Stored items
----------

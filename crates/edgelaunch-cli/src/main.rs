//! edgelaunch control CLI
//!
//! Sends the overlay command surface to a running daemon, or runs the daemon
//! in the foreground.

use anyhow::{Context, Result, bail};
use clap::{Parser, Subcommand};
use edgelaunch_rpc::{ClientRole, RpcClient, helpers, methods, socket_path};
use edgelaunch_types::{Command as OverlayCommand, LifecycleState};
use std::path::PathBuf;
use std::process::Command;

/// Find a binary, preferring one next to this executable (dev builds)
fn find_binary(name: &str) -> PathBuf {
    if let Ok(exe) = std::env::current_exe()
        && let Some(dir) = exe.parent()
    {
        let sibling = dir.join(name);
        if sibling.exists() {
            return sibling;
        }
    }
    PathBuf::from(name)
}

/// edgelaunch - edge-activated launcher overlay
#[derive(Parser)]
#[command(name = "edgelaunch")]
#[command(about = "Control the edgelaunch overlay daemon")]
#[command(version)]
#[command(after_help = "\
Examples:
  edgelaunch daemon                  Run the daemon in the foreground
  edgelaunch launch                  Bring the activation strip up
  edgelaunch pause                   Hide the overlay until `play`
  edgelaunch notify-config-changed   Re-read settings.json
  edgelaunch status                  Show the overlay state
")]
struct Cli {
    /// Daemon socket (defaults to `$XDG_RUNTIME_DIR/edgelaunch.sock`)
    #[arg(long, global = true, value_name = "PATH")]
    socket: Option<PathBuf>,

    #[command(subcommand)]
    command: Commands,
}

#[derive(Subcommand)]
enum Commands {
    /// Run the daemon in the foreground; extra arguments are passed through
    Daemon {
        #[arg(trailing_var_arg = true, allow_hyphen_values = true)]
        args: Vec<String>,
    },

    /// Start the overlay (no-op if the strip is already up)
    Launch,

    /// Reload the entry tree
    NotifyDataChanged,

    /// Reload settings and rebuild the strip
    NotifyConfigChanged,

    /// Retry the strip after the overlay permission changed
    NotifyPermissionChanged,

    /// Re-attach the strip so it is on top and tappable
    EnsureActivationTappable,

    /// Hide the overlay and remember it across restarts
    Pause,

    /// Show the overlay again
    Play,

    /// Show the overlay state
    Status {
        /// Print the raw JSON status
        #[arg(long)]
        json: bool,
    },

    /// List bundled third-party packages and their licenses
    Licenses,

    /// Stop the daemon
    Shutdown,
}

#[tokio::main]
async fn main() -> Result<()> {
    let cli = Cli::parse();
    let socket = cli.socket.unwrap_or_else(socket_path);

    match cli.command {
        Commands::Daemon { args } => run_daemon(&socket, &args),
        Commands::Launch => run_overlay_command(socket, OverlayCommand::Launch).await,
        Commands::NotifyDataChanged => {
            run_overlay_command(socket, OverlayCommand::NotifyDataChanged).await
        }
        Commands::NotifyConfigChanged => {
            run_overlay_command(socket, OverlayCommand::NotifyConfigChanged).await
        }
        Commands::NotifyPermissionChanged => {
            run_overlay_command(socket, OverlayCommand::NotifyPermissionChanged).await
        }
        Commands::EnsureActivationTappable => {
            run_overlay_command(socket, OverlayCommand::EnsureActivationTappable).await
        }
        Commands::Pause => run_overlay_command(socket, OverlayCommand::Pause).await,
        Commands::Play => run_overlay_command(socket, OverlayCommand::Play).await,
        Commands::Status { json } => run_status(socket, json).await,
        Commands::Licenses => run_licenses(socket).await,
        Commands::Shutdown => run_shutdown(socket).await,
    }
}

fn run_daemon(socket: &std::path::Path, args: &[String]) -> Result<()> {
    let binary = find_binary("edgelaunch-daemon");
    let status = Command::new(&binary)
        .arg("--socket-path")
        .arg(socket)
        .args(args)
        .status()
        .with_context(|| format!("Failed to start {}. Is it installed?", binary.display()))?;
    if !status.success() {
        bail!("edgelaunch-daemon exited with status: {status}");
    }
    Ok(())
}

async fn connect(socket: PathBuf) -> Result<RpcClient> {
    if !socket.exists() {
        bail!(
            "Daemon not running (socket not found at {}).\nStart with: edgelaunch daemon",
            socket.display()
        );
    }
    helpers::connect_as(Some(socket), ClientRole::Control)
        .await
        .context("Failed to connect to daemon. Is it running?")
}

async fn run_overlay_command(socket: PathBuf, command: OverlayCommand) -> Result<()> {
    let client = connect(socket).await?;
    let state = helpers::send_command(&client, command)
        .await
        .with_context(|| format!("{command} failed"))?;
    println!("{}", describe(state));
    Ok(())
}

fn describe(state: LifecycleState) -> &'static str {
    match state {
        LifecycleState::Inactive => "Overlay inactive",
        LifecycleState::Armed => "Activation strip armed",
        LifecycleState::Presenting => "Launcher open",
    }
}

async fn run_status(socket: PathBuf, json: bool) -> Result<()> {
    if !socket.exists() {
        println!("Status: Not running");
        println!("Socket: {} (not found)", socket.display());
        return Ok(());
    }

    let client = connect(socket.clone()).await?;
    let status = helpers::fetch_status(&client)
        .await
        .context("Status request failed")?;

    if json {
        println!("{}", serde_json::to_string_pretty(&status)?);
        return Ok(());
    }

    println!("Status: {}", describe(status.state));
    println!("Socket: {}", socket.display());
    println!(
        "Policy: {}",
        if status.policy_active { "active" } else { "paused" }
    );
    match status.strip {
        Some(strip) => println!(
            "Strip: {}x{} at ({}, {})",
            strip.width(),
            strip.height(),
            strip.left,
            strip.top
        ),
        None if status.permission_denied => println!("Strip: waiting for overlay permission"),
        None => println!("Strip: none"),
    }
    println!(
        "Entries: {} top-level{}",
        status.top_level_entries,
        if status.entries_loaded { "" } else { " (stale)" }
    );
    Ok(())
}

async fn run_licenses(socket: PathBuf) -> Result<()> {
    let client = connect(socket).await?;
    let packages: Vec<serde_json::Value> = client
        .request(methods::LICENSES, None)
        .await
        .context("Licenses request failed")?;

    if packages.is_empty() {
        println!("No package metadata installed");
    }
    for package in &packages {
        println!(
            "{} ({}) - {}",
            str_field(package, "name"),
            str_field(package, "vendor"),
            str_field(package, "license")
        );
        println!("  {}", str_field(package, "url"));
    }
    Ok(())
}

fn str_field<'a>(value: &'a serde_json::Value, key: &str) -> &'a str {
    value
        .get(key)
        .and_then(serde_json::Value::as_str)
        .unwrap_or("")
}

async fn run_shutdown(socket: PathBuf) -> Result<()> {
    let client = connect(socket).await?;
    let _: serde_json::Value = client
        .request(methods::SHUTDOWN, None)
        .await
        .context("Shutdown request failed")?;
    println!("Daemon stopped");
    Ok(())
}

----------

WHAT THE TASK ASKS
Copy each line in the entries above where the word "request" shows up.

OUTPUT
        .context("Status request failed")?;
        .request(methods::LICENSES, None)
        .context("Licenses request failed")?;
        .request(methods::SHUTDOWN, None)
        .context("Shutdown request failed")?;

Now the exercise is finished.